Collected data
Start of Block
use serde::{Deserialize, Serialize};
use strum::{Display, EnumString, IntoStaticStr, VariantNames};

/// Whether a move deals physical damage, special damage, or no damage at all.
#[derive(
    Debug,
    Clone,
    Copy,
    Default,
    PartialEq,
    Eq,
    Hash,
    Serialize,
    Deserialize,
    Display,
    EnumString,
    IntoStaticStr,
    VariantNames,
)]
#[strum(ascii_case_insensitive)]
pub enum DamageCategory {
    #[default]
    Physical,
    Special,
    Status,
}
End of Block
Your answer should be only the number of lines in the entries above that hold the string "VariantNames".

2